> **DATA EXTRACTS**

##############################

//! Embedded resource lookup, reported before orchestration begins.

use std::collections::HashMap;
use std::fmt;
use tracing::{info, warn};

/// Identifies a resource by numeric id and type name.
#[derive(Debug, Clone, PartialEq, Eq, Hash)]
pub struct ResourceKey {
    /// Numeric resource id.
    pub id: u32,
    /// Resource type name (e.g. "DATA").
    pub kind: String,
}

impl ResourceKey {
    /// Creates a resource key.
    #[must_use]
    pub fn new(id: u32, kind: impl Into<String>) -> Self {
        Self {
            id,
            kind: kind.into(),
        }
    }
}

impl fmt::Display for ResourceKey {
    fn fmt(&self, f: &mut fmt::Formatter<'_>) -> fmt::Result {
        write!(f, "{}/{}", self.kind, self.id)
    }
}

/// Looks up resource blobs bundled with the executable.
pub trait ResourceAccessor {
    /// Returns the blob for `id` and `kind`, if present.
    fn lookup(&self, id: u32, kind: &str) -> Option<&[u8]>;
}

/// Resources held in memory, keyed by id and type.
#[derive(Debug, Clone, Default)]
pub struct EmbeddedResources {
    blobs: HashMap<ResourceKey, Vec<u8>>,
}

impl EmbeddedResources {
    /// Creates an empty resource table.
    #[must_use]
    pub fn new() -> Self {
        Self::default()
    }

    /// Adds a blob.
    #[must_use]
    pub fn with(mut self, id: u32, kind: impl Into<String>, bytes: impl Into<Vec<u8>>) -> Self {
        self.blobs.insert(ResourceKey::new(id, kind), bytes.into());
        self
    }

    /// Number of blobs.
    #[must_use]
    pub fn len(&self) -> usize {
        self.blobs.len()
    }

    /// Returns true if there are no blobs.
    #[must_use]
    pub fn is_empty(&self) -> bool {
        self.blobs.is_empty()
    }
}

impl ResourceAccessor for EmbeddedResources {
    fn lookup(&self, id: u32, kind: &str) -> Option<&[u8]> {
        self.blobs
            .get(&ResourceKey::new(id, kind))
            .map(Vec::as_slice)
    }
}

/// Logs whether a resource is available and returns its size.
///
/// Purely informational: a missing resource never stops the launch.
pub fn report_resource(accessor: &dyn ResourceAccessor, id: u32, kind: &str) -> Option<usize> {
    if let Some(bytes) = accessor.lookup(id, kind) {
        info!(resource = %ResourceKey::new(id, kind), "Resources: {} bytes", bytes.len());
        Some(bytes.len())
    } else {
        warn!(resource = %ResourceKey::new(id, kind), "No resources available.");
        None
    }
}

#[cfg(test)]
mod tests {
    use super::*;

    #[test]
    fn test_lookup() {
        let resources = EmbeddedResources::new().with(101, "DATA", b"hello".to_vec());
        assert_eq!(resources.len(), 1);
        assert_eq!(resources.lookup(101, "DATA"), Some(&b"hello"[..]));
        assert_eq!(resources.lookup(101, "ICON"), None);
        assert_eq!(resources.lookup(102, "DATA"), None);
    }

    #[test]
    fn test_report_resource() {
        let resources = EmbeddedResources::new().with(101, "DATA", vec![0u8; 16]);
        assert_eq!(report_resource(&resources, 101, "DATA"), Some(16));
        assert_eq!(report_resource(&EmbeddedResources::new(), 101, "DATA"), None);
    }

    #[test]
    fn test_key_display() {
        assert_eq!(ResourceKey::new(101, "DATA").to_string(), "DATA/101");
    }
}
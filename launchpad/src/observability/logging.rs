//! Tracing subscriber installation.

use tracing_subscriber::{layer::SubscriberExt, util::SubscriberInitExt, EnvFilter};

use crate::config::{LogConfig, LogFormat};

/// Builds the filter: `RUST_LOG` wins, then the configured directive.
#[must_use]
pub fn env_filter(config: &LogConfig) -> EnvFilter {
    EnvFilter::try_from_default_env().unwrap_or_else(|_| EnvFilter::new(&config.filter))
}

/// Installs the global tracing subscriber.
///
/// Returns false if a global subscriber was already installed, in which case
/// the existing one is kept.
pub fn init_logging(config: &LogConfig) -> bool {
    let filter = env_filter(config);

    let installed = match config.format {
        LogFormat::Json => tracing_subscriber::registry()
            .with(filter)
            .with(tracing_subscriber::fmt::layer().json())
            .try_init(),
        LogFormat::Text => tracing_subscriber::registry()
            .with(filter)
            .with(tracing_subscriber::fmt::layer())
            .try_init(),
    };

    installed.is_ok()
}

#[cfg(test)]
mod tests {
    use super::*;

    #[test]
    fn test_second_install_is_noop() {
        let config = LogConfig::default();
        let _ = init_logging(&config);
        assert!(!init_logging(&config));
    }
}
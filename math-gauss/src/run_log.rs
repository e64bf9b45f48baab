//! Append-only, human-readable record of reads, solves and writes
//!
//! Entries are buffered in memory and appended to the log file on
//! [`RunLog::flush`]. The solvers never read this file.

use crate::error::{GaussError, Result};
use crate::matrix::Matrix;
use crate::parallel::ParallelConfig;
use crate::solver::SolveReport;
use std::fs::{self, OpenOptions};
use std::io::Write;
use std::path::{Path, PathBuf};

/// Header written at the start of every session
pub const SESSION_HEADER: &str = "***New Data Logger***";

/// Local time as `YYYY-MM-DD.HH:MM:SS`
pub fn timestamp() -> String {
    chrono::Local::now().format("%Y-%m-%d.%H:%M:%S").to_string()
}

/// Buffered run log bound to a file
#[derive(Debug)]
pub struct RunLog {
    path: PathBuf,
    pending: String,
}

impl RunLog {
    /// Start a session logging to `path`. Nothing is written until
    /// [`RunLog::flush`].
    pub fn new(path: impl Into<PathBuf>) -> Self {
        Self {
            path: path.into(),
            pending: format!("\n{SESSION_HEADER}"),
        }
    }

    /// Entries not yet flushed
    pub fn pending(&self) -> &str {
        &self.pending
    }

    /// Append a raw entry on its own line
    pub fn record(&mut self, entry: impl AsRef<str>) {
        self.pending.push('\n');
        self.pending.push_str(entry.as_ref());
    }

    pub fn record_read(&mut self, source: &Path, outcome: &Result<Matrix>) {
        let status = match outcome {
            Ok(_) => "OK".to_string(),
            Err(e) => format!("Cannot read file: {e}"),
        };
        self.record(format!(
            "Reading file: {}...time: {}... {}",
            source.display(),
            timestamp(),
            status
        ));
    }

    pub fn record_solve(
        &mut self,
        equations: usize,
        config: &ParallelConfig,
        outcome: &Result<SolveReport>,
    ) {
        let status = match outcome {
            Ok(report) => report.to_string(),
            Err(e) if e.is_dimension_error() => format!("Dimension mismatch. {e}"),
            Err(e) if e.is_input_error() => format!("Input error. {e}"),
            Err(e) => format!("Error. {e}"),
        };
        self.record(format!(
            "Gaussian elimination time: {}, amount of equations: {}, {}, {}",
            timestamp(),
            equations,
            config,
            status
        ));
    }

    pub fn record_write(&mut self, target: &Result<PathBuf>) {
        let status = match target {
            Ok(path) => format!("{}... OK", path.display()),
            Err(e) => format!("failed: {e}"),
        };
        self.record(format!(
            "File writing...time: {}... {}",
            timestamp(),
            status
        ));
    }

    pub fn record_config_change(&mut self, config: &ParallelConfig) {
        self.record(format!(
            "Changing parallel options: {}, {}",
            timestamp(),
            config
        ));
    }

    /// Append pending entries to the log file and clear the buffer
    pub fn flush(&mut self) -> Result<()> {
        if self.pending.is_empty() {
            return Ok(());
        }
        let mut file = OpenOptions::new()
            .create(true)
            .append(true)
            .open(&self.path)
            .map_err(|source| GaussError::Io {
                path: self.path.clone(),
                source,
            })?;
        writeln!(file)
            .and_then(|_| file.write_all(self.pending.as_bytes()))
            .map_err(|source| GaussError::Io {
                path: self.path.clone(),
                source,
            })?;
        log::debug!("flushed run log to {}", self.path.display());
        self.pending.clear();
        Ok(())
    }

    /// Everything written to the log file so far
    pub fn contents(&self) -> Result<String> {
        fs::read_to_string(&self.path).map_err(|source| GaussError::Io {
            path: self.path.clone(),
            source,
        })
    }
}
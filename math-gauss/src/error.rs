//! Error types for Gaussian elimination.
//!
//! Input and dimension errors stop a solve before any elimination work is
//! done. A zero pivot is not an error: it is reported through
//! [`Solution::degenerate`](crate::Solution::degenerate).

use std::path::PathBuf;
use thiserror::Error;

/// Errors raised while reading, configuring or solving a linear system.
#[derive(Debug, Error)]
pub enum GaussError {
    /// The source file could not be opened or read.
    #[error("cannot read {path}: {source}")]
    Io {
        /// Path that failed
        path: PathBuf,
        /// Underlying I/O error
        #[source]
        source: std::io::Error,
    },

    /// The first line does not hold an integer equation count.
    #[error("cannot parse equation count from {line:?}")]
    InvalidHeight {
        /// The offending line
        line: String,
    },

    /// A token in the matrix body is not a real number.
    #[error("invalid number {token:?} at row {row}, column {column}")]
    InvalidToken {
        /// Zero-based row index
        row: usize,
        /// Zero-based column index
        column: usize,
        /// The offending token
        token: String,
    },

    /// The input ended before all declared rows were read.
    #[error("missing row {row}")]
    MissingRow {
        /// Zero-based row index
        row: usize,
    },

    /// A row holds fewer tokens than the declared width.
    #[error("row {row} has {got} values, expected {expected}")]
    ShortRow {
        /// Zero-based row index
        row: usize,
        /// Declared width
        expected: usize,
        /// Tokens found
        got: usize,
    },

    /// The matrix was flagged invalid when it was populated.
    #[error("input matrix is flagged invalid")]
    InvalidInput,

    /// The matrix is not an augmented square system.
    #[error("dimension mismatch: {height} equations need width {}, got {width}", .height + 1)]
    DimensionMismatch {
        /// Number of rows
        height: usize,
        /// Number of columns
        width: usize,
    },

    /// Chunk size must be positive.
    #[error("invalid chunk size: {0} (must be > 0)")]
    InvalidChunkSize(usize),

    /// Worker count must be positive.
    #[error("invalid worker count: {0} (must be > 0)")]
    InvalidWorkerCount(usize),

    /// Unknown scheduling policy name or code.
    #[error("unknown schedule policy {0:?} (expected static, dynamic, guided or auto)")]
    UnknownSchedule(String),

    /// The worker pool could not be built.
    #[error("cannot build worker pool: {0}")]
    ThreadPool(#[from] rayon::ThreadPoolBuildError),

    /// The JSON configuration could not be parsed or written.
    #[error("configuration: {0}")]
    Config(#[from] serde_json::Error),
}

/// A specialized `Result` type for Gaussian elimination.
pub type Result<T> = std::result::Result<T, GaussError>;

impl GaussError {
    /// Returns `true` if the input could not be read or parsed.
    pub fn is_input_error(&self) -> bool {
        matches!(
            self,
            GaussError::Io { .. }
                | GaussError::InvalidHeight { .. }
                | GaussError::InvalidToken { .. }
                | GaussError::MissingRow { .. }
                | GaussError::ShortRow { .. }
                | GaussError::InvalidInput
        )
    }

    /// Returns `true` if the matrix is not `n x (n + 1)`.
    pub fn is_dimension_error(&self) -> bool {
        matches!(self, GaussError::DimensionMismatch { .. })
    }

    /// Returns `true` if a parallel configuration value was rejected.
    pub fn is_config_error(&self) -> bool {
        matches!(
            self,
            GaussError::InvalidChunkSize(_)
                | GaussError::InvalidWorkerCount(_)
                | GaussError::UnknownSchedule(_)
                | GaussError::Config(_)
        )
    }
}
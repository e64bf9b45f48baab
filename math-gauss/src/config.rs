//! JSON configuration for the solver front end

use crate::error::{GaussError, Result};
use crate::parallel::{ParallelConfig, SchedulePolicy};
use serde::{Deserialize, Serialize};
use std::fs;
use std::path::{Path, PathBuf};

/// File locations and parallel settings, loaded from JSON
#[derive(Debug, Clone, PartialEq, Eq, Serialize, Deserialize)]
#[serde(default)]
pub struct AppConfig {
    /// Augmented system to read
    pub input: PathBuf,
    /// Base name of solution files; durations and `.csv` are appended
    pub output_base: PathBuf,
    /// Run log file
    pub log_path: PathBuf,
    /// Parallel execution settings
    pub parallel: ParallelConfig,
}

impl Default for AppConfig {
    fn default() -> Self {
        Self {
            input: PathBuf::from("C.csv"),
            output_base: PathBuf::from("X"),
            log_path: PathBuf::from("DataLog.txt"),
            parallel: ParallelConfig::default(),
        }
    }
}

/// Values given on the command line, applied on top of a loaded config
#[derive(Debug, Clone, Default, PartialEq, Eq)]
pub struct Overrides {
    pub input: Option<PathBuf>,
    pub output_base: Option<PathBuf>,
    pub log_path: Option<PathBuf>,
    pub schedule: Option<SchedulePolicy>,
    pub chunk_size: Option<usize>,
    pub workers: Option<usize>,
    /// Only switches row reduction on; `false` keeps the loaded value
    pub parallel_elimination: bool,
}

impl AppConfig {
    /// Apply command-line overrides. On error `self` is left unchanged.
    pub fn apply(&mut self, overrides: &Overrides) -> Result<()> {
        let mut parallel = self.parallel.clone();
        if let Some(schedule) = overrides.schedule {
            parallel.set_schedule(schedule);
        }
        if let Some(chunk_size) = overrides.chunk_size {
            parallel.set_chunk_size(chunk_size)?;
        }
        if let Some(workers) = overrides.workers {
            parallel.set_workers(workers)?;
        }
        if overrides.parallel_elimination {
            parallel.set_parallel_elimination(true);
        }

        self.parallel = parallel;
        if let Some(input) = &overrides.input {
            self.input = input.clone();
        }
        if let Some(output_base) = &overrides.output_base {
            self.output_base = output_base.clone();
        }
        if let Some(log_path) = &overrides.log_path {
            self.log_path = log_path.clone();
        }
        Ok(())
    }

    /// Parse and validate a JSON document
    pub fn from_json(text: &str) -> Result<Self> {
        let config: AppConfig = serde_json::from_str(text)?;
        config.parallel.validate()?;
        Ok(config)
    }

    /// Load from a JSON file
    pub fn from_file(path: impl AsRef<Path>) -> Result<Self> {
        let path = path.as_ref();
        let text = fs::read_to_string(path).map_err(|source| GaussError::Io {
            path: path.to_path_buf(),
            source,
        })?;
        Self::from_json(&text)
    }

    /// Save as pretty-printed JSON
    pub fn to_file(&self, path: impl AsRef<Path>) -> Result<()> {
        let path = path.as_ref();
        let text = serde_json::to_string_pretty(self)?;
        fs::write(path, text).map_err(|source| GaussError::Io {
            path: path.to_path_buf(),
            source,
        })
    }
}
//! Delimited text files for systems and solutions
//!
//! Input: a line with the equation count `n`, then `n` lines of `n + 1`
//! values separated by `;`. Output: a line with the matrix width, then one
//! line per row with values printed to 6 decimals, then an empty line.

use crate::error::{GaussError, Result};
use crate::matrix::Matrix;
use ndarray::Array2;
use std::ffi::OsString;
use std::fmt::Write as FmtWrite;
use std::fs;
use std::path::{Path, PathBuf};
use std::time::Duration;

fn read_text(path: &Path) -> Result<String> {
    fs::read_to_string(path).map_err(|source| GaussError::Io {
        path: path.to_path_buf(),
        source,
    })
}

/// Read an augmented system from `path`
pub fn read_matrix(path: impl AsRef<Path>) -> Result<Matrix> {
    let path = path.as_ref();
    let text = read_text(path)?;
    let matrix = Matrix::parse(text.lines())?;
    log::info!(
        "read {}: {} equations",
        path.display(),
        matrix.height()
    );
    Ok(matrix)
}

/// Render a matrix in the output layout
pub fn format_matrix(matrix: &Matrix) -> String {
    let mut out = String::new();
    let _ = writeln!(out, "{}", matrix.width());
    for row in matrix.data().rows() {
        let line: Vec<String> = row.iter().map(|v| format!("{v:.6}")).collect();
        let _ = writeln!(out, "{}", line.join(";"));
    }
    out.push('\n');
    out
}

/// `<base>_<sequential seconds>_<parallel seconds>.csv`
pub fn output_path(base: impl AsRef<Path>, sequential: Duration, parallel: Duration) -> PathBuf {
    let mut name = OsString::from(base.as_ref().as_os_str());
    name.push(format!(
        "_{:.6}_{:.6}.csv",
        sequential.as_secs_f64(),
        parallel.as_secs_f64()
    ));
    PathBuf::from(name)
}

/// Write a solution next to `base`, naming the file after its durations.
/// Returns the path written.
pub fn write_solution(base: impl AsRef<Path>, solution: &Matrix) -> Result<PathBuf> {
    let path = output_path(
        base,
        solution.sequential_duration,
        solution.parallel_duration,
    );
    fs::write(&path, format_matrix(solution)).map_err(|source| GaussError::Io {
        path: path.clone(),
        source,
    })?;
    log::info!("wrote {}", path.display());
    Ok(path)
}

/// Parse the output layout back into a matrix
pub fn parse_solution<I, S>(lines: I) -> Result<Matrix>
where
    I: IntoIterator<Item = S>,
    S: AsRef<str>,
{
    let mut lines = lines.into_iter();
    let first = lines.next().ok_or_else(|| GaussError::InvalidHeight {
        line: String::new(),
    })?;
    let first = first.as_ref().trim();
    let width: usize = first.parse().map_err(|_| GaussError::InvalidHeight {
        line: first.to_string(),
    })?;

    let mut values: Vec<f64> = Vec::new();
    let mut height = 0;
    for line in lines {
        let line = line.as_ref().trim();
        if line.is_empty() {
            continue;
        }
        let tokens: Vec<&str> = line.split(';').map(str::trim).collect();
        if tokens.len() != width {
            return Err(GaussError::ShortRow {
                row: height,
                expected: width,
                got: tokens.len(),
            });
        }
        for (column, token) in tokens.iter().enumerate() {
            values.push(token.parse().map_err(|_| GaussError::InvalidToken {
                row: height,
                column,
                token: token.to_string(),
            })?);
        }
        height += 1;
    }

    let data = Array2::from_shape_vec((height, width), values).map_err(|_| {
        GaussError::DimensionMismatch { height, width }
    })?;
    Ok(Matrix::from_array(data))
}

/// Read a solution file written by [`write_solution`]
pub fn read_solution(path: impl AsRef<Path>) -> Result<Matrix> {
    let text = read_text(path.as_ref())?;
    parse_solution(text.lines())
}
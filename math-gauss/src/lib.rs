//! Dense Gaussian elimination, sequential and fork-join parallel
//!
//! This crate solves `n x (n + 1)` augmented linear systems by Gaussian
//! elimination with partial pivoting. Every solve runs twice on independent
//! copies of the input: once on the calling thread and once on a rayon pool
//! shaped by a [`ParallelConfig`], so the two strategies can be timed
//! against each other.
//!
//! # Features
//!
//! - **One algorithm, two executors**: [`elimination`] is written against
//!   [`RegionExecutor`]; [`Inline`] and [`ForkJoin`] provide the two paths
//! - **Work sharing**: static, dynamic, guided and automatic schedules with
//!   a configurable chunk size and worker count
//! - **Degenerate systems**: zero pivots are counted and flagged instead of
//!   aborting the solve
//! - **Plumbing**: `;`-delimited file I/O, JSON configuration, an append-only
//!   run log and a terminal-free menu dispatcher
//!
//! # Example
//!
//! ```
//! use math_gauss::{Matrix, ParallelConfig, solve_both};
//!
//! let system = Matrix::parse(["2", "2;1;3", "1;-1;0"]).unwrap();
//! let report = solve_both(&system, &ParallelConfig::default()).unwrap();
//! assert!(!report.degenerate());
//! assert!((report.parallel.x[0] - 1.0).abs() < 1e-12);
//! ```

pub mod config;
pub mod elimination;
pub mod error;
pub mod io;
pub mod matrix;
pub mod menu;
pub mod parallel;
pub mod run_log;
pub mod solver;

pub use config::{AppConfig, Overrides};
pub use elimination::EliminationStats;
pub use error::{GaussError, Result};
pub use matrix::Matrix;
pub use menu::{MenuState, Prompt, Reply};
pub use parallel::{ForkJoin, Inline, ParallelConfig, RegionExecutor, SchedulePolicy};
pub use run_log::RunLog;
pub use solver::{Solution, SolveReport, solve_both, solve_parallel, solve_sequential};
//! Dense rectangular matrix used both for augmented systems and solutions
//!
//! A [`Matrix`] owns its storage: cloning it produces an independent copy,
//! which is how each solver gets a private working buffer.

use crate::error::{GaussError, Result};
use ndarray::{Array1, Array2, Axis};
use std::ops::{Index, IndexMut};
use std::time::Duration;

/// Owned, bounds-checked matrix of `f64` values.
///
/// Holds either an augmented system (`height = n`, `width = n + 1`) or a
/// solution row vector (`height = 1`, `width = n`).
#[derive(Debug, Clone, PartialEq)]
pub struct Matrix {
    data: Array2<f64>,
    /// Set when the matrix could not be populated from its source
    pub error_flag: bool,
    /// Wall-clock time of the sequential solve that produced this matrix
    pub sequential_duration: Duration,
    /// Wall-clock time of the parallel solve that produced this matrix
    pub parallel_duration: Duration,
}

impl Matrix {
    /// Zero-filled matrix of the given shape
    pub fn zeros(height: usize, width: usize) -> Self {
        Self::from_array(Array2::zeros((height, width)))
    }

    /// Wrap an existing array
    pub fn from_array(data: Array2<f64>) -> Self {
        Self {
            data,
            error_flag: false,
            sequential_duration: Duration::ZERO,
            parallel_duration: Duration::ZERO,
        }
    }

    /// Build a `1 x n` row vector from solution values
    pub fn row_vector(values: &Array1<f64>) -> Self {
        Self::from_array(values.clone().insert_axis(Axis(0)))
    }

    /// The 1x1 zero placeholder substituted for input that failed to load
    pub fn degenerate() -> Self {
        let mut m = Self::zeros(1, 1);
        m.error_flag = true;
        m
    }

    /// Parse an augmented system from text rows.
    ///
    /// The first row holds the equation count `n`; each of the next `n` rows
    /// holds `n + 1` values separated by `;`.
    pub fn parse<I, S>(rows: I) -> Result<Self>
    where
        I: IntoIterator<Item = S>,
        S: AsRef<str>,
    {
        let mut rows = rows.into_iter();

        let first = rows.next().ok_or_else(|| GaussError::InvalidHeight {
            line: String::new(),
        })?;
        let first = first.as_ref().trim();
        let height: usize = first.parse().map_err(|_| GaussError::InvalidHeight {
            line: first.to_string(),
        })?;
        let width = height
            .checked_add(1)
            .ok_or_else(|| GaussError::InvalidHeight {
                line: first.to_string(),
            })?;

        // Grows with the rows actually present, not the declared count.
        let mut values: Vec<f64> = Vec::new();
        for i in 0..height {
            let line = rows.next().ok_or(GaussError::MissingRow { row: i })?;
            let line = line.as_ref().trim();
            let mut tokens: Vec<&str> = line.split(';').map(str::trim).collect();
            while tokens.last().is_some_and(|t| t.is_empty()) {
                tokens.pop();
            }

            if tokens.len() < width {
                return Err(GaussError::ShortRow {
                    row: i,
                    expected: width,
                    got: tokens.len(),
                });
            }
            if tokens.len() > width {
                log::debug!(
                    "row {} has {} values, ignoring the last {}",
                    i,
                    tokens.len(),
                    tokens.len() - width
                );
            }

            for (j, token) in tokens.iter().take(width).enumerate() {
                values.push(token.parse().map_err(|_| GaussError::InvalidToken {
                    row: i,
                    column: j,
                    token: token.to_string(),
                })?);
            }
        }

        let data = Array2::from_shape_vec((height, width), values)
            .map_err(|_| GaussError::DimensionMismatch { height, width })?;
        Ok(Self::from_array(data))
    }

    /// Number of rows
    pub fn height(&self) -> usize {
        self.data.nrows()
    }

    /// Number of columns
    pub fn width(&self) -> usize {
        self.data.ncols()
    }

    /// `true` when the shape is `n x (n + 1)`
    pub fn is_augmented(&self) -> bool {
        self.width() == self.height() + 1
    }

    /// Underlying array
    pub fn data(&self) -> &Array2<f64> {
        &self.data
    }
}

impl Index<[usize; 2]> for Matrix {
    type Output = f64;

    fn index(&self, index: [usize; 2]) -> &f64 {
        &self.data[index]
    }
}

impl IndexMut<[usize; 2]> for Matrix {
    fn index_mut(&mut self, index: [usize; 2]) -> &mut f64 {
        &mut self.data[index]
    }
}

##############################

> **PROBLEM TO SOLVE**
Work through the entries, filtering for the string "clock", and copy each line that holds it.

> **PROBLEM SOLUTION**
    /// Wall-clock time of the sequential solve that produced this matrix
    /// Wall-clock time of the parallel solve that produced this matrix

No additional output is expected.